Dnia 2021-11-17 o godz. 13:22 ~1234 napisał(a):
> Pytanie do Tokio - jaka jest twoim zdaniem szansa że w razie zaanektowania całych terenów na których działa dana firma na Ukrainie to działalność tej firmy nie zostanie przerwana. Jak to wyglądało w innych podobnych przypadkach? - może znasz jakiś przykład?
Zakładam, że w momencie ataku, własciciele firmy mogą emigrować, wszystkie spływające należności wypłacą w dywidendzie, lub zainwestują w innym miejscu na świecie (trochę jak z przejęciem gospodarstw KSG Agro na Krymie i ich obecnymi inwestycjami w Kazachstanie).
Opcja druga, to koniec WIGUkraina, witamy WIGRosja. Spółka jest cypryjska, działa dalej w nowym kraju, albo przepada, bo jest nacjonalizowana.
Tych opcji można mnożyć, ale większościowi nadadzą ton. Albo się dogadają z oligarchami i sprzedadzą, albo będą dalej prowadzić biznes, albo będą się ratować.

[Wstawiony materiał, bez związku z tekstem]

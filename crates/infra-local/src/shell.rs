// Shell invocation and one-shot execution
// reason: tokio::process for async round-trips

use std::path::Path;
use std::process::Stdio;

use tokio::process::Command;
use tracing::{debug, info};

use tether_core::domain::status_line;
use tether_core::domain::ExecutionResult;
use tether_core::{ConnectorError, ExecCapture, Result};

/// Platform shell running `script` verbatim
pub fn shell_command(script: &str) -> std::process::Command {
    #[cfg(windows)]
    {
        let mut command = std::process::Command::new("cmd");
        command.arg("/C").arg(script);
        command
    }

    #[cfg(not(windows))]
    {
        let mut command = std::process::Command::new("sh");
        command.arg("-c").arg(script);
        command
    }
}

/// Run `cmd` to completion under `cwd` and recover its exit code
///
/// # Errors
/// - ConnectorError::SpawnFailed if the shell cannot be started
/// - ConnectorError::ProtocolViolation if no exit code can be recovered
pub async fn run(cmd: &str, cwd: &Path, capture: ExecCapture) -> Result<ExecutionResult> {
    let script = match capture {
        ExecCapture::Native => cmd.to_string(),
        ExecCapture::StatusLine => {
            if cfg!(windows) {
                return Err(ConnectorError::UnsupportedPlatform(
                    "status-line capture requires a POSIX shell".to_string(),
                ));
            }
            status_line::wrap_command(cmd)
        }
    };

    info!(
        cmd = %cmd,
        cwd = %cwd.display(),
        capture = %capture,
        "Executing command"
    );

    let output = Command::from(shell_command(&script))
        .current_dir(cwd)
        .stdin(Stdio::null())
        .stdout(Stdio::piped())
        .stderr(Stdio::piped())
        .output()
        .await
        .map_err(|e| ConnectorError::SpawnFailed(format!("{}: {}", cwd.display(), e)))?;

    let stdout = String::from_utf8_lossy(&output.stdout).into_owned();
    let stderr = String::from_utf8_lossy(&output.stderr).into_owned();

    let result = match capture {
        ExecCapture::Native => {
            let exit_code = output.status.code().ok_or_else(|| {
                ConnectorError::ProtocolViolation(format!(
                    "shell ended without an exit code ({})",
                    output.status
                ))
            })?;
            ExecutionResult::from_raw(stdout, stderr, exit_code)
        }
        ExecCapture::StatusLine => status_line::parse_result(&stdout, stderr)?,
    };

    debug!(
        cmd = %cmd,
        exit_code = result.exit_code,
        stdout_bytes = result.stdout.len(),
        stderr_bytes = result.stderr.len(),
        "Command completed"
    );

    Ok(result)
}

#[cfg(all(test, unix))]
mod tests {
    use super::*;

    async fn both_modes(cmd: &str) -> (ExecutionResult, ExecutionResult) {
        let cwd = std::env::temp_dir();
        let native = run(cmd, &cwd, ExecCapture::Native).await.unwrap();
        let inline = run(cmd, &cwd, ExecCapture::StatusLine).await.unwrap();
        (native, inline)
    }

    #[tokio::test]
    async fn test_echo_hello() {
        let (native, inline) = both_modes("echo hello").await;
        for result in [native, inline] {
            assert_eq!(result.stdout, "hello");
            assert_eq!(result.exit_code, 0);
        }
    }

    #[tokio::test]
    async fn test_exit_codes() {
        let (native, inline) = both_modes("exit 7").await;
        assert_eq!(native.exit_code, 7);
        assert_eq!(inline.exit_code, 7);
        assert_eq!(native.stdout, "");
        assert_eq!(inline.stdout, "");

        let (native, inline) = both_modes("exit 0").await;
        assert_eq!(native.exit_code, 0);
        assert_eq!(inline.exit_code, 0);
    }

    #[tokio::test]
    async fn test_empty_command() {
        let (native, inline) = both_modes("").await;
        for result in [native, inline] {
            assert_eq!(result.exit_code, 0);
            assert_eq!(result.stdout, "");
        }
    }

    #[tokio::test]
    async fn test_heredoc_keeps_status_line() {
        let (native, inline) = both_modes("cat <<EOF\nline one\nline two\nEOF\n").await;
        for result in [native, inline] {
            assert_eq!(result.stdout, "line one\nline two");
            assert_eq!(result.exit_code, 0);
        }
    }

    #[tokio::test]
    async fn test_stderr_and_failure_are_data() {
        let (native, inline) = both_modes("echo oops >&2; echo partial; false").await;
        for result in [native, inline] {
            assert_eq!(result.stdout, "partial");
            assert_eq!(result.stderr, "oops\n");
            assert_eq!(result.exit_code, 1);
        }
    }

    #[tokio::test]
    async fn test_numeric_last_line_is_output() {
        let (native, inline) = both_modes("echo 42; exit 3").await;
        for result in [native, inline] {
            assert_eq!(result.stdout, "42");
            assert_eq!(result.exit_code, 3);
        }
    }

    #[tokio::test]
    async fn test_missing_cwd_is_spawn_failure() {
        let result = run(
            "true",
            Path::new("/definitely/not/a/dir"),
            ExecCapture::Native,
        )
        .await;
        assert!(matches!(result, Err(ConnectorError::SpawnFailed(_))));
    }

    #[tokio::test]
    async fn test_killed_shell_is_protocol_violation() {
        let result = run("kill -9 $$", &std::env::temp_dir(), ExecCapture::Native).await;
        assert!(matches!(result, Err(ConnectorError::ProtocolViolation(_))));
    }
}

Niszczenie aktywów firm odpada. Żeby sprawować kontrolę nad terenem ludzie muszą mieć pracę, trzeba też na tym zarabiać. W Afganistanie talibowie chcą zarabiać i rządzić, brać łapówki, ale nie niszczyć firm.
To wszystko i tak nie ma znaczenia, bo w razie czego będą lecieć PKC niezależnie od perspektyw i dlatego nie ma tu TFI. Co innego jakby to pchnęli, albo zrobili joint venture z jakąś dużą indyjską, amerykańską, francuską, czy chińska firmą. Wtedy biznes i polityka będą pilnowały majątku.
Osobiście nie wierzę w zajęcie całej Ukrainy. Być może Ługańska i Donbasu, a potem kolejna kilkuletnia przerwa. Ukraina już jest lepiej przygotowana i Rosja nie będzie miała tu łatwo. Nawet jak jednocześnie ruszą z północy od Białorusi, to zatrzymają się na lata w pierwszych obwodach.